Режиссер Лиза Дороничева, художник-сценограф Андрей Воронов, художник по свету Антон Поморев.
Лишь о былом величии некогда существовавшего театра Романа Виктюка сегодня напоминает конструктивистское здание в Сокольниках. Правда, увешанное многочисленными гирляндами, оно немного смахивает на площадную елку, которая дисгармонирует с окружающей средой. Впрочем, это только небольшое отступление перед размышлением о том, что есть величие сегодня, кто они — «великие люди», и зачем вообще сейчас задаваться подобными вопросами.

Сцена из спектакля.
Фото — архив театра.
Спектакль «Дети солнца» Лизы Дороничевой — один из финалистов лаборатории «Поиск героя», которая была реализована при поддержке Президентского фонда культурных инициатив. Поэтому вопрос о теме сразу снимается, она должна соответствовать заданным рамкам. Об этом важно сказать, но не делая преждевременных выводов. По словам режиссера, в работе над постановкой они с командой «исходили из древних легенд, размышлений Ницше о великом человеке и Библии, глав Бытия о Потопе».

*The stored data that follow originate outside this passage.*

//! Period-by-period amortization schedule with recurring and one-time extra
//! payments.
//!
//! The generator is a single forward pass: each period accrues interest on
//! the running balance, applies the scheduled payment plus any extra, and
//! records a cent-rounded snapshot. It never fails. A payment that cannot
//! retire the loan runs until the period cap and leaves a positive balance,
//! which callers inspect through [`AmortizationSchedule::is_paid_off`] and
//! [`AmortizationSchedule::final_balance`].

use chrono::NaiveDate;
use rust_decimal::Decimal;
use rust_decimal_macros::dec;
use serde::{Deserialize, Serialize};
use std::time::Instant;

use super::frequency::PaymentFrequency;
use super::metrics;
use super::sufficiency::is_payment_sufficient;
use crate::error::LoanPayoffError;
use crate::types::*;
use crate::LoanPayoffResult;

// ---------------------------------------------------------------------------
// Constants
// ---------------------------------------------------------------------------

/// Hard cap on schedule length (100 years of monthly payments).
pub const MAX_PERIODS: u32 = 1200;

/// Balance at or below which the loan is considered fully paid.
pub const PAYOFF_THRESHOLD: Decimal = dec!(0.01);

// ---------------------------------------------------------------------------
// Types
// ---------------------------------------------------------------------------

/// Inputs to the schedule generator
#[derive(Debug, Clone, Serialize, Deserialize)]
pub struct ScheduleParams {
    /// Outstanding balance at `start_date`
    pub balance: Money,
    /// Nominal annual rate in percent (5 = 5%)
    pub annual_rate_percent: Percent,
    /// Scheduled payment per period at `frequency`
    pub periodic_payment: Money,
    #[serde(default)]
    pub frequency: PaymentFrequency,
    /// Date of the first payment
    pub start_date: NaiveDate,
    /// Recurring extra, always quoted per month
    #[serde(default)]
    pub extra_monthly_payment: Money,
    #[serde(default)]
    pub one_time_payment: Money,
    /// First payment date on or after which the one-time payment is applied.
    /// Absent means the first period.
    #[serde(default, skip_serializing_if = "Option::is_none")]
    pub one_time_payment_date: Option<NaiveDate>,
}

/// One period of the schedule. Monetary fields are rounded to the cent.
#[derive(Debug, Clone, PartialEq, Eq, Serialize, Deserialize)]
pub struct AmortizationRow {
    pub payment_number: u32,
    pub date: NaiveDate,
    /// Total paid this period, extra included
    pub payment: Money,
    pub principal_portion: Money,
    pub interest_portion: Money,
    pub extra_payment_applied: Money,
    pub remaining_balance: Money,
}

/// Chronological schedule; `payment_number` runs 1..=len without gaps.
#[derive(Debug, Clone, Default, PartialEq, Eq, Serialize, Deserialize)]
pub struct AmortizationSchedule {
    pub rows: Vec<AmortizationRow>,
    /// Period in which the one-time payment landed, if it did
    #[serde(default, skip_serializing_if = "Option::is_none")]
    pub one_time_payment_period: Option<u32>,
    /// Set only when the loop ended because the balance cleared
    #[serde(default)]
    pub paid_off: bool,
    /// Balance outstanding when generation stopped, rounded to the cent
    #[serde(default)]
    pub closing_balance: Money,
}

impl AmortizationSchedule {
    pub fn len(&self) -> usize {
        self.rows.len()
    }

    pub fn is_empty(&self) -> bool {
        self.rows.is_empty()
    }

    pub fn iter(&self) -> std::slice::Iter<'_, AmortizationRow> {
        self.rows.iter()
    }

    pub fn last(&self) -> Option<&AmortizationRow> {
        self.rows.last()
    }

    /// Balance still owed when generation stopped. Zero once paid off; the
    /// full starting balance if the first period could not be computed.
    pub fn final_balance(&self) -> Money {
        self.closing_balance
    }

    /// True when the schedule ended because the balance cleared, false when
    /// it was cut off by the period cap or by decimal overflow.
    pub fn is_paid_off(&self) -> bool {
        self.paid_off
    }

    pub fn hit_period_cap(&self) -> bool {
        self.rows.len() >= MAX_PERIODS as usize
    }

    /// Date of the last payment, or `fallback` for an empty schedule.
    pub fn payoff_date(&self, fallback: NaiveDate) -> NaiveDate {
        self.last().map(|r| r.date).unwrap_or(fallback)
    }
}

impl<'a> IntoIterator for &'a AmortizationSchedule {
    type Item = &'a AmortizationRow;
    type IntoIter = std::slice::Iter<'a, AmortizationRow>;

    fn into_iter(self) -> Self::IntoIter {
        self.rows.iter()
    }
}

impl ScheduleParams {
    pub fn validate(&self) -> LoanPayoffResult<()> {
        if self.balance <= Decimal::ZERO {
            return Err(LoanPayoffError::invalid("balance", "Balance must be positive"));
        }
        if self.annual_rate_percent < Decimal::ZERO {
            return Err(LoanPayoffError::invalid(
                "annual_rate_percent",
                "Interest rate cannot be negative",
            ));
        }
        if self.periodic_payment <= Decimal::ZERO {
            return Err(LoanPayoffError::invalid(
                "periodic_payment",
                "Payment must be positive",
            ));
        }
        if self.extra_monthly_payment < Decimal::ZERO {
            return Err(LoanPayoffError::invalid(
                "extra_monthly_payment",
                "Extra payment cannot be negative",
            ));
        }
        if self.one_time_payment < Decimal::ZERO {
            return Err(LoanPayoffError::invalid(
                "one_time_payment",
                "One-time payment cannot be negative",
            ));
        }
        Ok(())
    }
}

// ---------------------------------------------------------------------------
// Generator
// ---------------------------------------------------------------------------

/// Convert a per-month extra into the equivalent per-period amount.
pub fn recurring_extra_per_period(extra_monthly: Money, frequency: PaymentFrequency) -> Money {
    if frequency == PaymentFrequency::Monthly {
        extra_monthly
    } else {
        extra_monthly.saturating_mul(dec!(12)) / Decimal::from(frequency.payments_per_year())
    }
}

/// Unrounded result of one period.
struct PeriodOutcome {
    interest: Decimal,
    payment: Decimal,
    principal: Decimal,
    extra: Decimal,
    balance: Decimal,
}

/// Advance one period. `None` when the balance has outgrown decimal range.
fn settle_period(
    balance: Decimal,
    periodic_rate: Rate,
    scheduled: Money,
    extra: Money,
) -> Option<PeriodOutcome> {
    let interest = balance.checked_mul(periodic_rate)?;
    let amount_due = balance.checked_add(interest)?;

    let mut extra = extra;
    // A saturated sum is never below the amount due, so the clamp still holds
    let mut payment = scheduled.saturating_add(extra);
    if payment > amount_due {
        payment = amount_due;
        extra = (payment - scheduled).max(Decimal::ZERO);
    }

    let mut principal = payment - interest;
    let mut remaining = balance.checked_sub(principal)?.max(Decimal::ZERO);

    // Sub-cent dust left by rounded payments is folded into this payment.
    // The extra component is left as is.
    if remaining > Decimal::ZERO && remaining <= PAYOFF_THRESHOLD {
        principal = principal.checked_add(remaining)?;
        payment = payment.checked_add(remaining)?;
        remaining = Decimal::ZERO;
    }

    Some(PeriodOutcome {
        interest,
        payment,
        principal,
        extra,
        balance: remaining,
    })
}

/// Generate the amortization schedule.
///
/// Terminates when the balance falls to 0.01 or below, after
/// [`MAX_PERIODS`] periods, or early if a divergent balance leaves decimal
/// range. Only the first exit marks the schedule paid off; the other two
/// leave a positive `closing_balance`, even when no row was produced.
pub fn generate_schedule(params: &ScheduleParams) -> AmortizationSchedule {
    let k = params.frequency.payments_per_year();
    let periodic_rate = params.annual_rate_percent / dec!(100) / Decimal::from(k);
    let recurring_extra = recurring_extra_per_period(params.extra_monthly_payment, params.frequency);

    let mut rows: Vec<AmortizationRow> = Vec::new();
    let mut balance = params.balance;
    let mut one_time_pending = params.one_time_payment > Decimal::ZERO;
    let mut one_time_payment_period = None;
    let mut index: u32 = 0;

    while balance > PAYOFF_THRESHOLD && index < MAX_PERIODS {
        let Some(date) = params.frequency.date_after(params.start_date, index) else {
            break;
        };

        let one_time_due = one_time_pending
            && params
                .one_time_payment_date
                .map_or(true, |target| date >= target);
        let extra = if one_time_due {
            recurring_extra.saturating_add(params.one_time_payment)
        } else {
            recurring_extra
        };

        let Some(outcome) = settle_period(balance, periodic_rate, params.periodic_payment, extra)
        else {
            break;
        };

        index += 1;
        if one_time_due {
            one_time_pending = false;
            one_time_payment_period = Some(index);
        }
        balance = outcome.balance;

        rows.push(AmortizationRow {
            payment_number: index,
            date,
            payment: round_money(outcome.payment),
            principal_portion: round_money(outcome.principal),
            interest_portion: round_money(outcome.interest),
            extra_payment_applied: round_money(outcome.extra),
            remaining_balance: round_money(outcome.balance),
        });
    }

    let paid_off = balance <= PAYOFF_THRESHOLD;
    AmortizationSchedule {
        rows,
        one_time_payment_period,
        paid_off,
        closing_balance: if paid_off {
            Decimal::ZERO
        } else {
            round_money(balance)
        },
    }
}

// ---------------------------------------------------------------------------
// Report entry point
// ---------------------------------------------------------------------------

/// Schedule plus the totals derived from it
#[derive(Debug, Clone, Serialize, Deserialize)]
pub struct ScheduleOutput {
    pub number_of_payments: u32,
    pub payoff_date: NaiveDate,
    pub final_balance: Money,
    /// False when the schedule was cut off with a balance outstanding
    pub converged: bool,
    pub total_interest: Money,
    pub total_paid: Money,
    pub total_principal: Money,
    pub total_extra_paid: Money,
    pub schedule: AmortizationSchedule,
}

/// Warning text for a schedule that did not clear its balance.
pub(crate) fn non_convergence_warning(label: &str, schedule: &AmortizationSchedule) -> String {
    if schedule.hit_period_cap() {
        format!(
            "{label} schedule reached the {MAX_PERIODS}-period cap with {} still outstanding; \
             the payment never retires the loan",
            schedule.final_balance()
        )
    } else {
        format!(
            "{label} schedule stopped after {} periods with {} outstanding; \
             the balance grew beyond computable range",
            schedule.len(),
            schedule.final_balance()
        )
    }
}

/// Generate a validated schedule with totals and warnings.
pub fn build_schedule(
    params: &ScheduleParams,
) -> LoanPayoffResult<ComputationOutput<ScheduleOutput>> {
    let start = Instant::now();
    let mut warnings: Vec<String> = Vec::new();

    params.validate()?;

    if !is_payment_sufficient(
        params.balance,
        params.annual_rate_percent,
        params.periodic_payment,
        params.frequency,
    ) {
        warnings.push(format!(
            "Payment of {} does not exceed first-period interest; the balance cannot decrease \
             without extra payments",
            params.periodic_payment
        ));
    }

    let schedule = generate_schedule(params);

    let converged = schedule.is_paid_off();
    if !converged {
        warnings.push(non_convergence_warning("Amortization", &schedule));
    }
    if params.one_time_payment > Decimal::ZERO && schedule.one_time_payment_period.is_none() {
        warnings.push(
            "One-time payment was never applied: its date falls after the loan is paid off".into(),
        );
    }

    let output = ScheduleOutput {
        number_of_payments: schedule.len() as u32,
        payoff_date: schedule.payoff_date(params.start_date),
        final_balance: schedule.final_balance(),
        converged,
        total_interest: metrics::total_interest(&schedule),
        total_paid: metrics::total_paid(&schedule),
        total_principal: metrics::total_principal(&schedule),
        total_extra_paid: metrics::total_extra_paid(&schedule),
        schedule,
    };

    let elapsed = start.elapsed().as_micros() as u64;
    Ok(with_metadata(
        "Iterative amortization (per-period cent rounding)",
        &serde_json::json!({
            "balance": params.balance.to_string(),
            "annual_rate_percent": params.annual_rate_percent.to_string(),
            "periodic_payment": params.periodic_payment.to_string(),
            "frequency": params.frequency,
            "start_date": params.start_date,
            "extra_monthly_payment": params.extra_monthly_payment.to_string(),
            "one_time_payment": params.one_time_payment.to_string(),
            "one_time_payment_date": params.one_time_payment_date,
            "max_periods": MAX_PERIODS,
        }),
        warnings,
        elapsed,
        output,
    ))
}
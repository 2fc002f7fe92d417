use rust_decimal::Decimal;
use rust_decimal::MathematicalOps;

use crate::error::LoanPayoffError;
use crate::types::{Money, Rate};
use crate::LoanPayoffResult;

/// Compound growth factor `(1 + rate)^periods`.
pub fn compound_factor(rate: Rate, periods: u32) -> LoanPayoffResult<Decimal> {
    (Decimal::ONE + rate)
        .checked_powu(u64::from(periods))
        .ok_or_else(|| LoanPayoffError::ArithmeticOverflow {
            context: format!("compound factor over {periods} periods"),
        })
}

/// Level payment (PMT) that retires `principal` over `nper` periods at
/// `rate` per period. Returned as a positive amount, unrounded.
pub fn pmt(rate: Rate, nper: u32, principal: Money) -> LoanPayoffResult<Money> {
    if nper == 0 {
        return Err(LoanPayoffError::InvalidInput {
            field: "nper".into(),
            reason: "Number of periods must be > 0".into(),
        });
    }

    if rate.is_zero() {
        return Ok(principal / Decimal::from(nper));
    }

    let factor = compound_factor(rate, nper)?;
    let denominator = factor - Decimal::ONE;

    if denominator.is_zero() {
        return Err(LoanPayoffError::DivisionByZero {
            context: "PMT annuity factor".into(),
        });
    }

    let numerator = principal
        .checked_mul(rate)
        .and_then(|v| v.checked_mul(factor))
        .ok_or_else(|| LoanPayoffError::ArithmeticOverflow {
            context: "PMT numerator".into(),
        })?;

    Ok(numerator / denominator)
}

/// Annualised rate after compounding a periodic rate `periods_per_year` times.
pub fn effective_rate(periodic_rate: Rate, periods_per_year: u32) -> LoanPayoffResult<Rate> {
    Ok(compound_factor(periodic_rate, periods_per_year)? - Decimal::ONE)
}
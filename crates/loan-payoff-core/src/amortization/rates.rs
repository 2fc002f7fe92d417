//! Nominal to effective annual rate conversion.

use rust_decimal::Decimal;
use rust_decimal_macros::dec;
use serde::{Deserialize, Serialize};
use std::time::Instant;

use super::frequency::PaymentFrequency;
use crate::error::LoanPayoffError;
use crate::time_value;
use crate::types::*;
use crate::LoanPayoffResult;

/// Input for the effective rate conversion
#[derive(Debug, Clone, Serialize, Deserialize)]
pub struct EffectiveRateInput {
    pub nominal_rate_percent: Percent,
    #[serde(default)]
    pub frequency: PaymentFrequency,
}

/// The same nominal rate compounded at one cadence
#[derive(Debug, Clone, Serialize, Deserialize)]
pub struct CadenceRate {
    pub frequency: PaymentFrequency,
    pub payments_per_year: u32,
    pub effective_annual_rate_percent: Percent,
}

/// Output of the effective rate conversion
#[derive(Debug, Clone, Serialize, Deserialize)]
pub struct EffectiveRateOutput {
    pub effective_annual_rate_percent: Percent,
    /// Rate charged per period, in percent
    pub periodic_rate_percent: Percent,
    pub payments_per_year: u32,
    /// EAR minus the nominal rate, in percentage points
    pub compounding_premium_percent: Percent,
    /// EAR at every supported cadence for comparison
    pub by_frequency: Vec<CadenceRate>,
}

/// `((1 + r)^k − 1) × 100` with `r = nominal / 100 / k`, rounded to 2 dp.
pub fn effective_annual_rate(
    nominal_rate_percent: Percent,
    frequency: PaymentFrequency,
) -> LoanPayoffResult<Percent> {
    let k = frequency.payments_per_year();
    let r = nominal_rate_percent / dec!(100) / Decimal::from(k);
    let ear = time_value::effective_rate(r, k)?;
    Ok(round_percent(ear * dec!(100)))
}

pub fn calculate_effective_rate(
    input: &EffectiveRateInput,
) -> LoanPayoffResult<ComputationOutput<EffectiveRateOutput>> {
    let start = Instant::now();
    let warnings: Vec<String> = Vec::new();

    if input.nominal_rate_percent < Decimal::ZERO {
        return Err(LoanPayoffError::invalid(
            "nominal_rate_percent",
            "Nominal rate cannot be negative",
        ));
    }

    let ear = effective_annual_rate(input.nominal_rate_percent, input.frequency)?;
    let k = input.frequency.payments_per_year();

    let by_frequency = PaymentFrequency::ALL
        .iter()
        .map(|f| {
            Ok(CadenceRate {
                frequency: *f,
                payments_per_year: f.payments_per_year(),
                effective_annual_rate_percent: effective_annual_rate(
                    input.nominal_rate_percent,
                    *f,
                )?,
            })
        })
        .collect::<LoanPayoffResult<Vec<_>>>()?;

    let output = EffectiveRateOutput {
        effective_annual_rate_percent: ear,
        periodic_rate_percent: (input.nominal_rate_percent / Decimal::from(k)).round_dp(6),
        payments_per_year: k,
        compounding_premium_percent: ear - input.nominal_rate_percent,
        by_frequency,
    };

    let elapsed = start.elapsed().as_micros() as u64;
    Ok(with_metadata(
        "Effective annual rate ((1 + r/k)^k - 1)",
        &serde_json::json!({
            "nominal_rate_percent": input.nominal_rate_percent.to_string(),
            "frequency": input.frequency,
        }),
        warnings,
        elapsed,
        output,
    ))
}
use serde_json::{Map, Value};
use tabled::{builder::Builder, Table};

use super::{format_scalar, result_object, table_rows};

/// Field/value table for scalar results, then one columnar table per
/// schedule or comparison list, then warnings and methodology.
pub fn print_table(value: &Value) {
    let Some(result) = result_object(value) else {
        println!("{}", format_scalar(value));
        return;
    };

    let mut builder = Builder::default();
    builder.push_record(["Field", "Value"]);
    let mut nested: Vec<(&String, &Vec<Value>)> = Vec::new();
    for (key, val) in result {
        match table_rows(val) {
            Some(rows) => nested.push((key, rows)),
            None => builder.push_record([key.as_str(), &format_scalar(val)]),
        }
    }
    println!("{}", Table::from(builder));

    for (key, rows) in nested {
        println!("\n{}:", key);
        print_rows(rows);
    }

    if let Some(envelope) = value.as_object() {
        print_footer(envelope);
    }
}

fn print_rows(rows: &[Value]) {
    let Some(Value::Object(first)) = rows.first() else {
        println!("(empty)");
        return;
    };

    let headers: Vec<String> = first.keys().cloned().collect();
    let mut builder = Builder::default();
    builder.push_record(headers.clone());
    for row in rows {
        if let Value::Object(map) = row {
            let record: Vec<String> = headers
                .iter()
                .map(|h| map.get(h).map(format_scalar).unwrap_or_default())
                .collect();
            builder.push_record(record);
        }
    }
    println!("{}", Table::from(builder));
}

fn print_footer(envelope: &Map<String, Value>) {
    if let Some(Value::Array(warnings)) = envelope.get("warnings") {
        if !warnings.is_empty() {
            println!("\nWarnings:");
            for w in warnings.iter().filter_map(Value::as_str) {
                println!("  - {}", w);
            }
        }
    }

    if let Some(Value::String(meth)) = envelope.get("methodology") {
        println!("\nMethodology: {}", meth);
    }
}
//! Baseline versus accelerated payoff comparison.

use chrono::NaiveDate;
use rust_decimal::Decimal;
use serde::{Deserialize, Serialize};
use std::time::Instant;

use super::params::LoanParameters;
use crate::amortization::metrics::{total_interest, total_paid};
use crate::amortization::schedule::non_convergence_warning;
use crate::amortization::{generate_schedule, AmortizationSchedule};
use crate::types::*;
use crate::LoanPayoffResult;

/// Differential impact of extra payments on a loan
#[derive(Debug, Clone, Serialize, Deserialize)]
pub struct PayoffSimulationResult {
    pub baseline_payoff_date: NaiveDate,
    pub accelerated_payoff_date: NaiveDate,
    pub baseline_total_interest: Money,
    pub accelerated_total_interest: Money,
    /// baseline_total_interest − accelerated_total_interest
    pub interest_saved: Money,
    /// Baseline periods minus accelerated periods
    pub periods_saved: i64,
    pub baseline_periods: u32,
    pub accelerated_periods: u32,
    pub baseline_total_paid: Money,
    pub accelerated_total_paid: Money,
    pub baseline_converged: bool,
    pub accelerated_converged: bool,
    pub accelerated_schedule: AmortizationSchedule,
}

/// Run the schedule twice, without and with extras, and compare.
///
/// Never fails: both schedules terminate through the period cap at worst.
pub fn simulate_payoff(params: &LoanParameters) -> PayoffSimulationResult {
    let baseline = generate_schedule(&params.baseline_schedule());
    let accelerated = generate_schedule(&params.accelerated_schedule());
    compare(params.start_date, &baseline, accelerated)
}

fn compare(
    start_date: NaiveDate,
    baseline: &AmortizationSchedule,
    accelerated: AmortizationSchedule,
) -> PayoffSimulationResult {
    let baseline_total_interest = total_interest(baseline);
    let accelerated_total_interest = total_interest(&accelerated);

    PayoffSimulationResult {
        baseline_payoff_date: baseline.payoff_date(start_date),
        accelerated_payoff_date: accelerated.payoff_date(start_date),
        baseline_total_interest,
        accelerated_total_interest,
        interest_saved: baseline_total_interest - accelerated_total_interest,
        periods_saved: baseline.len() as i64 - accelerated.len() as i64,
        baseline_periods: baseline.len() as u32,
        accelerated_periods: accelerated.len() as u32,
        baseline_total_paid: total_paid(baseline),
        accelerated_total_paid: total_paid(&accelerated),
        baseline_converged: baseline.is_paid_off(),
        accelerated_converged: accelerated.is_paid_off(),
        accelerated_schedule: accelerated,
    }
}

/// Validate the loan, simulate the payoff and attach warnings.
pub fn run_payoff_simulation(
    params: &LoanParameters,
) -> LoanPayoffResult<ComputationOutput<PayoffSimulationResult>> {
    let start = Instant::now();
    let mut warnings: Vec<String> = Vec::new();

    params.validate()?;

    let baseline = generate_schedule(&params.baseline_schedule());
    let accelerated = generate_schedule(&params.accelerated_schedule());

    if !baseline.is_paid_off() {
        warnings.push(non_convergence_warning("Baseline", &baseline));
    }
    if !accelerated.is_paid_off() {
        warnings.push(non_convergence_warning("Accelerated", &accelerated));
    }
    if !params.has_acceleration() {
        warnings.push("No extra or one-time payment supplied; schedules are identical".into());
    } else if accelerated.len() >= baseline.len() && baseline.is_paid_off() {
        warnings.push("Extra payments do not shorten the loan".into());
    }
    if params.one_time_payment > Decimal::ZERO
        && accelerated.one_time_payment_period.is_none()
    {
        warnings.push(
            "One-time payment was never applied: its date falls after the loan is paid off".into(),
        );
    }

    let result = compare(params.start_date, &baseline, accelerated);

    let elapsed = start.elapsed().as_micros() as u64;
    Ok(with_metadata(
        "Payoff simulation (baseline vs accelerated amortization)",
        params,
        warnings,
        elapsed,
        result,
    ))
}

В темном генеральском доме нянька Антоновна (Александра Николаева), больше похожая на экономку старой закалки, значительно читает вслух сказание о Потопе. Справа от нее — открытый шкаф от пола до потолка, про который, скорее, можно было бы подумать, что это метафора Вавилонской башни, но это тот самый условный ковчег. На полках — парные фигурки животных, кажущиеся сперва игрушечными, потом просто миниатюрными. Общий свет притушен, мерцают только отдельные подсветки, обозначающие детали обстановки. Вот ковчег; прямо перед нами — холодильник, где ученый Протасов хранит свои таинственные черные коробочки для неизвестных опытов, — их смысла мы так и не узнаем. Слева — окно в человеческий рост, сквозь которое проникает слабый желтый отсвет. Наконец, центр занимает круглый стол с геометрическим солнечным узором, где горит тихая керосинка и Антоновна читает сказание о Потопе.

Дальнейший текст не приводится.